Go through the records and copy each line where the string "address" occurs.

===== Provided records =====

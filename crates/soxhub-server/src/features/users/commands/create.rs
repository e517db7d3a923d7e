//! Create user command
//!
//! Inserts a new user with a validated, deduplicated role set.

use mediator::Request;
use serde::{Deserialize, Serialize};
use sqlx::PgPool;

use crate::features::shared::validation::{
    normalize_roles, validate_email, validate_name, validate_roles, EmailValidationError,
    NameValidationError, RoleSetValidationError, NAME_MAX_LENGTH,
};
use crate::features::users::models::{parse_roles, UserRecord, UserResponse, USER_COLUMNS};

fn default_active() -> bool {
    true
}

/// Command to create a new user
#[derive(Debug, Clone, Serialize, Deserialize)]
pub struct CreateUserCommand {
    /// Display name of the user
    pub name: String,

    /// Unique email address
    pub email: String,

    /// Role set, e.g. `["admin"]` or `["control-owner"]`
    pub roles: Vec<String>,

    /// Whether the account starts active; defaults to true
    #[serde(default = "default_active")]
    pub active: bool,
}

/// Errors that can occur when creating a user
#[derive(Debug, thiserror::Error)]
pub enum CreateUserError {
    #[error("Name validation failed: {0}")]
    NameValidation(#[from] NameValidationError),

    #[error("Email validation failed: {0}")]
    EmailValidation(#[from] EmailValidationError),

    #[error("Role set validation failed: {0}")]
    RoleSetValidation(#[from] RoleSetValidationError),

    #[error("Unknown role '{0}'")]
    InvalidRole(String),

    #[error("A user with email '{0}' already exists")]
    DuplicateEmail(String),

    #[error("Database error: {0}")]
    Database(#[from] sqlx::Error),
}

impl Request<Result<UserResponse, CreateUserError>> for CreateUserCommand {}

impl crate::cqrs::middleware::Command for CreateUserCommand {}

impl CreateUserCommand {
    /// Validates the command parameters
    ///
    /// # Errors
    ///
    /// - Name must be 1-256 characters
    /// - Email must be a plausible address
    /// - Roles must contain at least one known role value
    #[tracing::instrument(skip(self), fields(email = %self.email))]
    pub fn validate(&self) -> Result<(), CreateUserError> {
        validate_name(&self.name, NAME_MAX_LENGTH)?;
        validate_email(&self.email)?;

        let roles = parse_roles(&self.roles).map_err(CreateUserError::InvalidRole)?;
        validate_roles(&roles)?;

        tracing::debug!("Command validation passed");
        Ok(())
    }
}

/// Handler function for creating users
///
/// # Errors
///
/// - Validation errors if command parameters are invalid
/// - Duplicate error if a user with the same email exists
#[tracing::instrument(skip(pool, command), fields(email = %command.email))]
pub async fn handle(
    pool: PgPool,
    command: CreateUserCommand,
) -> Result<UserResponse, CreateUserError> {
    command.validate()?;

    tracing::info!("Creating user");

    let roles = parse_roles(&command.roles).map_err(CreateUserError::InvalidRole)?;
    let roles: Vec<String> = normalize_roles(&roles)
        .iter()
        .map(|role| role.as_str().to_string())
        .collect();

    let sql = format!(
        r#"
        INSERT INTO users (name, email, roles, active)
        VALUES ($1, $2, $3, $4)
        RETURNING {}
        "#,
        USER_COLUMNS
    );

    let user = sqlx::query_as::<_, UserRecord>(&sql)
        .bind(&command.name)
        .bind(&command.email)
        .bind(&roles)
        .bind(command.active)
        .fetch_one(&pool)
        .await
        .map_err(|e| {
            if let sqlx::Error::Database(ref db_err) = e {
                if db_err.is_unique_violation() {
                    return CreateUserError::DuplicateEmail(command.email.clone());
                }
            }
            CreateUserError::Database(e)
        })?;

    tracing::info!(user_id = %user.id, "User created successfully");

    Ok(UserResponse {
        id: user.id,
        name: user.name,
        email: user.email,
        roles: user.roles,
        active: user.active,
        owned_controls: Vec::new(),
        created_at: user.created_at,
        updated_at: user.updated_at,
    })
}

=====

• _Exercise result_:
    /// Unique email address
    /// - Email must be a plausible address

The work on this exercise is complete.